El pelirrojo suspiró casi resignado, porque ya no podía evitar sentirse atraído cada vez que veía al mayor, mucho menos cuando estaba semidesnudo.

—Hyung —llamó desde su lugar, sólo entonces el pelinegro se volteó sorprendido puesto que no lo había escuchado entrar.

—¿Qué ocurre?

—¿Puedo quedarme contigo?

—Estoy estudiando, Ho —negó tranquilo, pero entonces el menor asomó su mano que sostenía un libro.

—Yo también tengo que estudiar —informó tímido, y Yunho sólo pudo sonreír y hacerle una seña para que entrara.

Jongho sonrió inmediatamente y entró, cerró la puerta con cuidado para no causar mayor ruido y enseguida se fue a la cama ajena para sentarse contra el respaldar.

—¿Qué tienes que estudiar? —preguntó Yunho mientras se devolvía a lo suyo.

—La historia de Corea. Divertido —soltó con sarcasmo mientras buscaba las páginas a leer.

Yunho sonrió de lado al oírlo, puesto que él ya había dado ese examen y estudiarlo había sido la mierda más aburrida, pero era necesario.
Entonces, recordó que Jongho estaba yendo a su antiguo instituto.

—¿Tienes al profesor Kan?

—Sí —respondió el menor mientras acomodaba sus piernas de forma que el libro quedara cómodamente frente a sus ojos.

Yunho se levantó de su silla y comenzó a rebuscar en unas cosas, hasta que de una carpeta sacó unas hojas y se las llevó al pelirrojo que lo miró sin entender.

—Es mi examen —informó mientras le daba un rápido vistazo—, sé que el profesor Kan tiene la costumbre de dar las mismas preguntas, o al menos la mayoría, quizá te sirva si lo usas de base para estudiar.

—¿En serio? Genial, gracias hyung —dijo alegre mientras se incorporaba, pero en el momento que quiso tomar las hojas Yunho las apartó de un rápido movimiento.

—Espera un momento, ¿qué me das a cambio de esta importante ayuda?

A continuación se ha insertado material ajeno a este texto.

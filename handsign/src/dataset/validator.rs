//! Dataset Validator
//!
//! Offline integrity checks over a corpus:
//! - `scan` loads every sample file and sorts it into valid or corrupt
//! - `quarantine` moves corrupt files out of the active corpus
//! - `admission` applies the minimum class/sample policy required for training
//!
//! Valid files are never modified.

use super::corpus::Corpus;
use super::sample::read_array;
use crate::capture::WindowShape;
use std::collections::BTreeMap;
use std::path::{Path, PathBuf};
use tracing::{debug, error, info, warn};

/// Why a corpus file was rejected
#[derive(Debug, Clone, PartialEq, Eq)]
pub enum CorruptReason {
    /// Loaded, but the array shape differs from the pipeline's window shape
    InvalidShape { found: Vec<usize> },
    /// Could not be read as an array
    LoadError { message: String },
}

impl std::fmt::Display for CorruptReason {
    fn fmt(&self, f: &mut std::fmt::Formatter<'_>) -> std::fmt::Result {
        match self {
            CorruptReason::InvalidShape { found } => write!(f, "invalid shape {:?}", found),
            CorruptReason::LoadError { message } => write!(f, "load error: {}", message),
        }
    }
}

/// A rejected corpus file
#[derive(Debug, Clone, PartialEq, Eq)]
pub struct CorruptFile {
    pub path: PathBuf,
    pub class_name: String,
    pub reason: CorruptReason,
}

impl CorruptFile {
    pub fn to_error(&self) -> crate::Error {
        crate::Error::CorpusCorruption {
            path: self.path.clone(),
            reason: self.reason.to_string(),
        }
    }
}

/// Result of a corpus scan
#[derive(Debug, Clone, Default, PartialEq, Eq)]
pub struct ScanReport {
    /// Valid samples per class; classes with no valid samples are present with 0
    pub counts: BTreeMap<String, usize>,
    /// Valid sample paths per class
    pub valid: BTreeMap<String, Vec<PathBuf>>,
    pub corrupt: Vec<CorruptFile>,
}

impl ScanReport {
    pub fn total_valid(&self) -> usize {
        self.counts.values().sum()
    }

    pub fn corrupt_paths(&self) -> Vec<PathBuf> {
        self.corrupt.iter().map(|c| c.path.clone()).collect()
    }

    pub fn is_clean(&self) -> bool {
        self.corrupt.is_empty()
    }
}

/// Result of a quarantine pass that moved every file it found
#[derive(Debug, Clone, Default, PartialEq, Eq)]
pub struct QuarantineReport {
    /// `(from, to)` for each moved file
    pub moved: Vec<(PathBuf, PathBuf)>,
    /// Files that no longer exist, usually because they were already moved
    pub not_found: Vec<PathBuf>,
}

/// Minimum data required before training
#[derive(Debug, Clone, Copy, PartialEq, Eq)]
pub struct AdmissionPolicy {
    pub min_samples_per_class: usize,
    pub min_classes: usize,
    pub min_total_samples: usize,
}

impl Default for AdmissionPolicy {
    fn default() -> Self {
        Self {
            min_samples_per_class: 2,
            min_classes: 2,
            min_total_samples: 4,
        }
    }
}

/// Admission decision for a scanned corpus
#[derive(Debug, Clone, PartialEq, Eq)]
pub struct AdmissionReport {
    /// Classes with enough valid samples, sorted
    pub eligible: Vec<String>,
    /// Classes below the per-class minimum, with their counts
    pub excluded: Vec<(String, usize)>,
    /// Valid samples across the whole corpus
    pub total_valid: usize,
    /// Why the corpus as a whole cannot be trained on, if it cannot
    pub rejection: Option<String>,
}

impl AdmissionReport {
    pub fn is_admitted(&self) -> bool {
        self.rejection.is_none()
    }

    /// `InsufficientData` unless admitted
    pub fn ensure(&self) -> crate::Result<()> {
        match &self.rejection {
            None => Ok(()),
            Some(reason) => Err(crate::Error::InsufficientData(reason.clone())),
        }
    }
}

/// Checks a corpus against the pipeline's window shape
#[derive(Debug, Clone)]
pub struct DatasetValidator {
    corpus: Corpus,
    shape: WindowShape,
    policy: AdmissionPolicy,
}

impl DatasetValidator {
    pub fn new(corpus: Corpus, shape: WindowShape) -> Self {
        Self {
            corpus,
            shape,
            policy: AdmissionPolicy::default(),
        }
    }

    pub fn with_policy(mut self, policy: AdmissionPolicy) -> Self {
        self.policy = policy;
        self
    }

    pub fn corpus(&self) -> &Corpus {
        &self.corpus
    }

    pub fn shape(&self) -> WindowShape {
        self.shape
    }

    pub fn policy(&self) -> AdmissionPolicy {
        self.policy
    }

    /// Classify every sample file in every class directory.
    ///
    /// Per-file problems are recorded, logged and skipped; only a missing or
    /// unreadable corpus root fails the scan.
    pub fn scan(&self) -> crate::Result<ScanReport> {
        let root = self.corpus.root();
        if !root.is_dir() {
            return Err(crate::Error::InvalidInput(format!(
                "dataset root {:?} is not a directory",
                root
            )));
        }

        let mut report = ScanReport::default();
        for class in self.corpus.classes()? {
            let mut valid = Vec::new();
            for path in self.corpus.sample_files(&class)? {
                match self.check_file(&path) {
                    Ok(()) => valid.push(path),
                    Err(reason) => {
                        match &reason {
                            CorruptReason::InvalidShape { found } => {
                                warn!(path = ?path, found = ?found, expected = %self.shape, "[INVALID SHAPE]")
                            }
                            CorruptReason::LoadError { message } => {
                                warn!(path = ?path, error = %message, "[LOAD ERROR]")
                            }
                        }
                        report.corrupt.push(CorruptFile {
                            path,
                            class_name: class.clone(),
                            reason,
                        });
                    }
                }
            }
            debug!(class = %class, valid = valid.len(), "scanned class");
            report.counts.insert(class.clone(), valid.len());
            report.valid.insert(class, valid);
        }

        info!(
            classes = report.counts.len(),
            valid = report.total_valid(),
            corrupt = report.corrupt.len(),
            "Dataset scan complete"
        );
        Ok(report)
    }

    /// Check a single file against the expected shape
    pub fn check_file(&self, path: &Path) -> std::result::Result<(), CorruptReason> {
        let array = read_array(path).map_err(|e| CorruptReason::LoadError {
            message: match e {
                crate::Error::Npy(m) => m,
                other => other.to_string(),
            },
        })?;
        if array.shape() != [self.shape.frames, self.shape.features] {
            return Err(CorruptReason::InvalidShape {
                found: array.shape().to_vec(),
            });
        }
        Ok(())
    }

    /// Move files into the quarantine directory, keeping their file names.
    ///
    /// Files that no longer exist are reported as not found, so repeating a
    /// quarantine is harmless. Any file that exists but cannot be moved fails
    /// the whole call with `Error::Quarantine` listing every such file.
    pub fn quarantine(&self, files: &[PathBuf]) -> crate::Result<QuarantineReport> {
        let target_dir = self.corpus.quarantine_path();
        let mut report = QuarantineReport::default();
        let mut failed = Vec::new();

        for path in files {
            if !path.exists() {
                debug!(path = ?path, "quarantine source not found");
                report.not_found.push(path.clone());
                continue;
            }
            let Some(name) = path.file_name() else {
                failed.push((path.clone(), "path has no file name".to_string()));
                continue;
            };
            if let Err(e) = std::fs::create_dir_all(&target_dir) {
                failed.push((path.clone(), format!("cannot create {:?}: {}", target_dir, e)));
                continue;
            }
            let dest = target_dir.join(name);
            if dest.exists() {
                failed.push((path.clone(), format!("{:?} already exists", dest)));
                continue;
            }
            match move_file(path, &dest) {
                Ok(()) => {
                    info!(from = ?path, to = ?dest, "Quarantined file");
                    report.moved.push((path.clone(), dest));
                }
                Err(e) => failed.push((path.clone(), e.to_string())),
            }
        }

        if !failed.is_empty() {
            for (path, reason) in &failed {
                error!(path = ?path, reason = %reason, "Could not quarantine file");
            }
            return Err(crate::Error::Quarantine { failed });
        }
        Ok(report)
    }

    /// Apply the admission policy to a scan
    pub fn admission(&self, scan: &ScanReport) -> AdmissionReport {
        let policy = self.policy;
        let (eligible, excluded): (Vec<_>, Vec<_>) = scan
            .counts
            .iter()
            .map(|(class, count)| (class.clone(), *count))
            .partition(|(_, count)| *count >= policy.min_samples_per_class);
        let eligible: Vec<String> = eligible.into_iter().map(|(class, _)| class).collect();
        let total_valid = scan.total_valid();

        let rejection = if eligible.len() < policy.min_classes {
            Some(format!(
                "{} class(es) have at least {} valid samples, need at least {} classes",
                eligible.len(),
                policy.min_samples_per_class,
                policy.min_classes
            ))
        } else if total_valid < policy.min_total_samples {
            Some(format!(
                "{} valid samples in the corpus, need at least {}",
                total_valid, policy.min_total_samples
            ))
        } else {
            None
        };

        for (class, count) in &excluded {
            warn!(class = %class, count, "Class excluded from training");
        }
        AdmissionReport {
            eligible,
            excluded,
            total_valid,
            rejection,
        }
    }

    /// Admission report, or `InsufficientData` if the corpus is not trainable
    pub fn ensure_trainable(&self, scan: &ScanReport) -> crate::Result<AdmissionReport> {
        let admission = self.admission(scan);
        admission.ensure()?;
        Ok(admission)
    }
}

/// Rename, falling back to copy and remove across filesystems
fn move_file(from: &Path, to: &Path) -> std::io::Result<()> {
    match std::fs::rename(from, to) {
        Ok(()) => Ok(()),
        Err(rename_err) => {
            std::fs::copy(from, to).map_err(|_| rename_err)?;
            std::fs::remove_file(from)
        }
    }
}

#[cfg(test)]
mod tests {
    use super::*;
    use ndarray::Array2;

    fn shape() -> WindowShape {
        WindowShape::new(3, 6)
    }

    fn write(dir: &Path, class: &str, name: &str, rows: usize, cols: usize) -> PathBuf {
        let class_dir = dir.join(class);
        std::fs::create_dir_all(&class_dir).unwrap();
        let path = class_dir.join(name);
        ndarray_npy::write_npy(&path, &Array2::<f32>::zeros((rows, cols))).unwrap();
        path
    }

    fn validator(dir: &Path) -> DatasetValidator {
        DatasetValidator::new(Corpus::new(dir), shape())
    }

    #[test]
    fn test_scan_counts_and_flags_corrupt() {
        let dir = tempfile::tempdir().unwrap();
        write(dir.path(), "hello", "a.npy", 3, 6);
        write(dir.path(), "hello", "b.npy", 3, 6);
        let wrong = write(dir.path(), "hello", "c.npy", 3, 5);
        std::fs::create_dir_all(dir.path().join("bye")).unwrap();
        std::fs::write(dir.path().join("bye").join("x.npy"), "garbage").unwrap();

        let report = validator(dir.path()).scan().unwrap();
        assert_eq!(report.counts.get("hello"), Some(&2));
        assert_eq!(report.counts.get("bye"), Some(&0));
        assert_eq!(report.corrupt.len(), 2);
        let shape_issue = report.corrupt.iter().find(|c| c.path == wrong).unwrap();
        assert_eq!(shape_issue.reason, CorruptReason::InvalidShape { found: vec![3, 5] });
        assert!(report
            .corrupt
            .iter()
            .any(|c| matches!(c.reason, CorruptReason::LoadError { .. })));
    }

    #[test]
    fn test_scan_ignores_quarantine_and_other_extensions() {
        let dir = tempfile::tempdir().unwrap();
        write(dir.path(), "hello", "a.npy", 3, 6);
        write(dir.path(), "_corrupted", "old.npy", 9, 9);
        std::fs::write(dir.path().join("hello").join("notes.txt"), "x").unwrap();

        let report = validator(dir.path()).scan().unwrap();
        assert!(report.is_clean());
        assert_eq!(report.counts.len(), 1);
    }

    #[test]
    fn test_scan_missing_root_fails() {
        let err = validator(Path::new("/nonexistent/corpus")).scan().unwrap_err();
        assert!(matches!(err, crate::Error::InvalidInput(_)));
    }

    #[test]
    fn test_quarantine_is_idempotent() {
        let dir = tempfile::tempdir().unwrap();
        let bad = write(dir.path(), "hello", "bad.npy", 2, 6);
        let v = validator(dir.path());

        let first = v.quarantine(&[bad.clone()]).unwrap();
        assert_eq!(first.moved.len(), 1);
        assert!(dir.path().join("_corrupted").join("bad.npy").exists());
        assert!(!bad.exists());

        let second = v.quarantine(&[bad.clone()]).unwrap();
        assert!(second.moved.is_empty());
        assert_eq!(second.not_found, vec![bad]);
    }

    #[test]
    fn test_quarantine_collision_fails_loudly() {
        let dir = tempfile::tempdir().unwrap();
        let a = write(dir.path(), "hello", "dup.npy", 2, 6);
        write(dir.path(), "_corrupted", "dup.npy", 2, 6);

        let err = validator(dir.path()).quarantine(&[a.clone()]).unwrap_err();
        match err {
            crate::Error::Quarantine { failed } => assert_eq!(failed[0].0, a),
            other => panic!("unexpected error {:?}", other),
        }
        assert!(a.exists());
    }

    #[test]
    fn test_admission_scenario_one_eligible_class() {
        let mut scan = ScanReport::default();
        scan.counts.insert("hello".into(), 5);
        scan.counts.insert("bye".into(), 1);

        let admission = validator(Path::new(".")).admission(&scan);
        assert_eq!(admission.eligible, vec!["hello"]);
        assert_eq!(admission.excluded, vec![("bye".to_string(), 1)]);
        assert!(!admission.is_admitted());
        assert!(matches!(admission.ensure(), Err(crate::Error::InsufficientData(_))));
    }

    #[test]
    fn test_admission_requires_total_samples() {
        let policy = AdmissionPolicy {
            min_samples_per_class: 1,
            min_classes: 2,
            min_total_samples: 4,
        };
        let mut scan = ScanReport::default();
        scan.counts.insert("a".into(), 1);
        scan.counts.insert("b".into(), 2);

        let v = validator(Path::new(".")).with_policy(policy);
        assert!(v.ensure_trainable(&scan).is_err());

        scan.counts.insert("b".into(), 3);
        assert!(v.ensure_trainable(&scan).is_ok());
    }

    #[test]
    fn test_admission_minimum_corpus_passes() {
        let mut scan = ScanReport::default();
        scan.counts.insert("a".into(), 2);
        scan.counts.insert("b".into(), 2);
        let admission = validator(Path::new(".")).ensure_trainable(&scan).unwrap();
        assert_eq!(admission.eligible, vec!["a", "b"]);
        assert_eq!(admission.total_valid, 4);
    }
}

—Ayuda que no te pedí, hyung, no tienes que pedirme nada a cambio si tú te ofreciste —soltó alzando una ceja.

—Oh, es cierto, tienes razón —dijo sonriendo—, supongo que no lo necesitas entonces.

—¡Sí lo necesito! —detuvo rápidamente cuando lo vio con intenciones de ir a guardar el examen—, puede servirme, así que sí lo quiero.

—Bien, pero quiero algo a cambio. Yo no hago caridad, ¿sabes?

—Hacer caridad es bueno, hyung —murmuró.

—A ver, mocoso, dame un beso y deja de estarme cuestionando —bramó ya molesto mientras agarraba el mentón del pelirrojo que no se aguantó la sonrisa de diversión al verlo enfadado.

Jongho se arrodilló en la cama con un movimiento sutil mientras la mano del pelinegro lo seguía sosteniendo del mentón. Se impulsó un poco hacia arriba y al instante pegó sus labios a los del mayor que lo recibió ansioso.
Una mano del menor subió hasta su nuca y presionó un poco mientras movía con más demanda sus labios, esperando ser correspondido de la misma forma, sin embargo lo que recibió fue más que eso, porque Yunho tiró las hojas sin importancia antes de empujarlo bruscamente a la cama y echarse encima suyo.

—Hy-hyung... —jadeó sintiendo las manos acariciar su cuerpo debajo de la camiseta, mientras los dientes y lengua se encargaban de atender su cuello.